_DATA SHOWN:_
//! The database handle.

use std::fmt;
use std::future::Future;
use std::sync::{Arc, PoisonError, RwLock};

use jazzdb_core::schema::Schema;
use jazzdb_core::{Connection, Fragment};
use tracing::info;

use crate::backend::BackendRegistry;
use crate::error::{ConfigError, Result};
use crate::executor::{Executor, RawMode};
use crate::manager::ModelHandle;
use crate::transaction::{run_in_transaction, Transaction};
use crate::values::{Row, Values};

/// Names a model may not use.
pub const RESERVED_NAMES: [&str; 3] = ["sql", "databaseType", "transaction"];

/// A connection pool plus the schemas registered on it.
///
/// Cheap to clone; clones share the pool and see schemas added through any
/// of them.
#[derive(Clone)]
pub struct Database {
    connection: Arc<dyn Connection>,
    schema: Arc<RwLock<Arc<Schema>>>,
}

impl Database {
    /// Wraps a connection with an empty schema.
    #[must_use]
    pub fn new(connection: Arc<dyn Connection>) -> Self {
        Self {
            connection,
            schema: Arc::new(RwLock::new(Arc::new(Schema::new()))),
        }
    }

    /// Connects with the first backend in `registry` that accepts the string.
    pub fn connect(registry: &BackendRegistry, connection_string: &str) -> Result<Self> {
        let connection = registry.connect(connection_string)?;
        info!(database = connection.name(), "Database created");
        Ok(Self::new(connection))
    }

    /// Registers the models of `schema`.
    ///
    /// Fails if a model uses a reserved name, collides with a registered
    /// model, or the combined schema does not validate. Nothing is registered
    /// on failure.
    pub fn add_schema(&self, schema: Schema) -> Result<()> {
        if let Some(name) = schema
            .model_names()
            .find(|name| RESERVED_NAMES.contains(name))
        {
            return Err(ConfigError::ReservedName(name.to_string()).into());
        }

        let mut current = self.schema.write().unwrap_or_else(PoisonError::into_inner);
        let merged = current.merge(&schema)?;
        merged.validate()?;
        *current = Arc::new(merged);
        Ok(())
    }

    /// The schema in effect.
    #[must_use]
    pub fn schema(&self) -> Arc<Schema> {
        Arc::clone(&self.schema.read().unwrap_or_else(PoisonError::into_inner))
    }

    /// Database type, e.g. `sqlite`.
    #[must_use]
    pub fn database_type(&self) -> &'static str {
        self.connection.name()
    }

    fn executor(&self) -> Executor {
        Executor::Database(Arc::clone(&self.connection))
    }

    /// Returns a handle for one model.
    pub fn model(&self, name: &str) -> Result<ModelHandle> {
        ModelHandle::new(name, self.schema(), self.executor())
    }

    /// Runs raw SQL, returning rows keyed by column name.
    ///
    /// ```ignore
    /// let rows = db.sql(sql!("SELECT * FROM \"class\" WHERE \"teacher\" = {}", teacher)?).await?;
    /// ```
    pub async fn sql(&self, fragment: Fragment) -> Result<Vec<Row>> {
        self.executor().rows(&fragment).await
    }

    /// Runs raw SQL, shaping rows as requested.
    pub async fn sql_as(&self, fragment: Fragment, mode: RawMode) -> Result<Values> {
        self.executor().raw(&fragment, mode).await
    }

    /// Runs raw SQL, returning the number of affected rows.
    pub async fn execute(&self, fragment: Fragment) -> Result<u64> {
        self.executor().affected(&fragment).await
    }

    /// Opens a transaction on its own connection.
    pub async fn begin(&self) -> Result<Transaction> {
        Transaction::open(Arc::clone(&self.connection), self.schema()).await
    }

    /// Runs `callback` in a transaction.
    ///
    /// Commits when the callback succeeds and rolls back when it fails,
    /// however many checkpoints are still open. The callback's error is
    /// returned unchanged.
    pub async fn transaction<F, Fut, T>(&self, callback: F) -> Result<T>
    where
        F: FnOnce(Transaction) -> Fut,
        Fut: Future<Output = Result<T>>,
    {
        let transaction = self.begin().await?;
        run_in_transaction(transaction, callback).await
    }

    /// Closes the pool.
    pub async fn end(&self) {
        self.connection.close().await;
    }
}

impl fmt::Debug for Database {
    fn fmt(&self, f: &mut fmt::Formatter<'_>) -> fmt::Result {
        f.debug_struct("Database")
            .field("type", &self.connection.name())
            .field("schema", &self.schema())
            .finish()
    }
}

_WORK INSTRUCTIONS:_ Isolate the lines above that contain the word "BackendRegistry" and copy them.

_EXPECTED OUTPUT:_
use crate::backend::BackendRegistry;
    pub fn connect(registry: &BackendRegistry, connection_string: &str) -> Result<Self> {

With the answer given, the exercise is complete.